- **WHAT YOU ARE ASKED TO DO**:
Go to the line below containing "let first = keys[0];" and print exactly from there through the line containing "pair and interpolate.", both included. Print nothing else.

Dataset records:
-- -- --
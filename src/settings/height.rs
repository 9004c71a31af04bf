//! Height map generation settings
//!
//! Parameters for the default noise-backed height map source: fractal perlin
//! layering, normalization, and the height curve that reshapes raw noise into
//! terrain elevation.

use glam::Vec2;
use serde::{Deserialize, Serialize};

use crate::error::{TerrainError, TerrainResult};

/// How raw fractal noise is mapped into the `[0, 1]` range.
///
/// `Local` rescales by the min/max observed within one map, which gives full
/// contrast but breaks continuity between neighboring chunks. `Global` divides
/// by an estimate of the maximum possible octave sum so that identical world
/// coordinates always produce identical values.
#[derive(Debug, Clone, Copy, PartialEq, Eq, Serialize, Deserialize)]
#[serde(rename_all = "lowercase")]
pub enum NormalizeMode {
    Local,
    Global,
}

/// Fractal perlin noise parameters.
#[derive(Debug, Clone, Copy, Serialize, Deserialize)]
#[serde(default)]
pub struct NoiseSettings {
    pub seed: u64,
    pub scale: f32,
    pub octaves: u32,
    pub persistence: f32,
    pub lacunarity: f32,
    pub offset: Vec2,
    pub normalize_mode: NormalizeMode,
}

impl NoiseSettings {
    pub fn validate(&self) -> TerrainResult<()> {
        if !(self.scale > 0.0) {
            return Err(TerrainError::InvalidNoiseSettings {
                reason: format!("scale {} is not positive", self.scale),
            });
        }
        if self.octaves == 0 {
            return Err(TerrainError::InvalidNoiseSettings {
                reason: "octaves must be at least 1".to_string(),
            });
        }
        if !(self.persistence > 0.0 && self.persistence <= 1.0) {
            return Err(TerrainError::InvalidNoiseSettings {
                reason: format!("persistence {} is outside (0, 1]", self.persistence),
            });
        }
        if !(self.lacunarity >= 1.0) {
            return Err(TerrainError::InvalidNoiseSettings {
                reason: format!("lacunarity {} is below 1", self.lacunarity),
            });
        }
        Ok(())
    }
}

impl Default for NoiseSettings {
    fn default() -> Self {
        Self {
            seed: 0,
            scale: 50.0,
            octaves: 6,
            persistence: 0.6,
            lacunarity: 2.0,
            offset: Vec2::ZERO,
            normalize_mode: NormalizeMode::Global,
        }
    }
}

/// One keyframe of a [`HeightCurve`].
#[derive(Debug, Clone, Copy, PartialEq, Serialize, Deserialize)]
pub struct CurveKey {
    pub time: f32,
    pub value: f32,
}

/// Piecewise-linear remapping curve applied to normalized noise values.
///
/// Evaluation clamps to the first/last keyframe value outside the keyed
/// range, so a curve keyed on `[0, 1]` stays well defined for any input.
#[derive(Debug, Clone, PartialEq, Serialize, Deserialize)]
pub struct HeightCurve {
    keys: Vec<CurveKey>,
}

impl HeightCurve {
    /// Build a curve from keyframes. Keys are sorted by time.
    pub fn new(mut keys: Vec<CurveKey>) -> Self {
        keys.sort_by(|a, b| a.time.total_cmp(&b.time));
        Self { keys }
    }

    /// Identity curve: `evaluate(t) == t` on `[0, 1]`.
    pub fn linear() -> Self {
        Self::new(vec![
            CurveKey {
                time: 0.0,
                value: 0.0,
            },
            CurveKey {
                time: 1.0,
                value: 1.0,
            },
        ])
    }

    pub fn num_keys(&self) -> usize {
        self.keys.len()
    }

    pub fn validate(&self) -> TerrainResult<()> {
        if self.keys.is_empty() {
            return Err(TerrainError::DegenerateHeightCurve { num_keys: 0 });
        }
        Ok(())
    }

    /// Sample the curve at `t`, clamping outside the keyed range.
    pub fn evaluate(&self, t: f32) -> f32 {
        match self.keys.as_slice() {
            [] => 0.0,
            [only] => only.value,
            keys => {
                let first = keys[0];
                let last = keys[keys.len() - 1];
                if t <= first.time {
                    return first.value;
                }
                if t >= last.time {
                    return last.value;
                }
                // Find the bracketing pair and interpolate.
                for pair in keys.windows(2) {
                    let (a, b) = (pair[0], pair[1]);
                    if t <= b.time {
                        let span = b.time - a.time;
                        if span <= f32::EPSILON {
                            return b.value;
                        }
                        let s = (t - a.time) / span;
                        return a.value + (b.value - a.value) * s;
                    }
                }
                last.value
            }
        }
    }
}

impl Default for HeightCurve {
    fn default() -> Self {
        Self::linear()
    }
}

/// Complete height map generation settings.
#[derive(Debug, Clone, Serialize, Deserialize)]
#[serde(default)]
pub struct HeightMapSettings {
    pub height_multiplier: f32,
    pub use_falloff: bool,
    pub noise: NoiseSettings,
    pub height_curve: HeightCurve,
}

impl HeightMapSettings {
    /// Lowest elevation the settings can produce.
    pub fn min_height(&self) -> f32 {
        self.height_multiplier * self.height_curve.evaluate(0.0)
    }

    /// Highest elevation the settings can produce.
    pub fn max_height(&self) -> f32 {
        self.height_multiplier * self.height_curve.evaluate(1.0)
    }

    pub fn validate(&self) -> TerrainResult<()> {
        self.noise.validate()?;
        self.height_curve.validate()?;
        Ok(())
    }
}

impl Default for HeightMapSettings {
    fn default() -> Self {
        Self {
            height_multiplier: 40.0,
            use_falloff: false,
            noise: NoiseSettings::default(),
            height_curve: HeightCurve::linear(),
        }
    }
}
-- -- --
- **EXERCISE SOLUTION**:
                let first = keys[0];
                let last = keys[keys.len() - 1];
                if t <= first.time {
                    return first.value;
                }
                if t >= last.time {
                    return last.value;
                }
                // Find the bracketing pair and interpolate.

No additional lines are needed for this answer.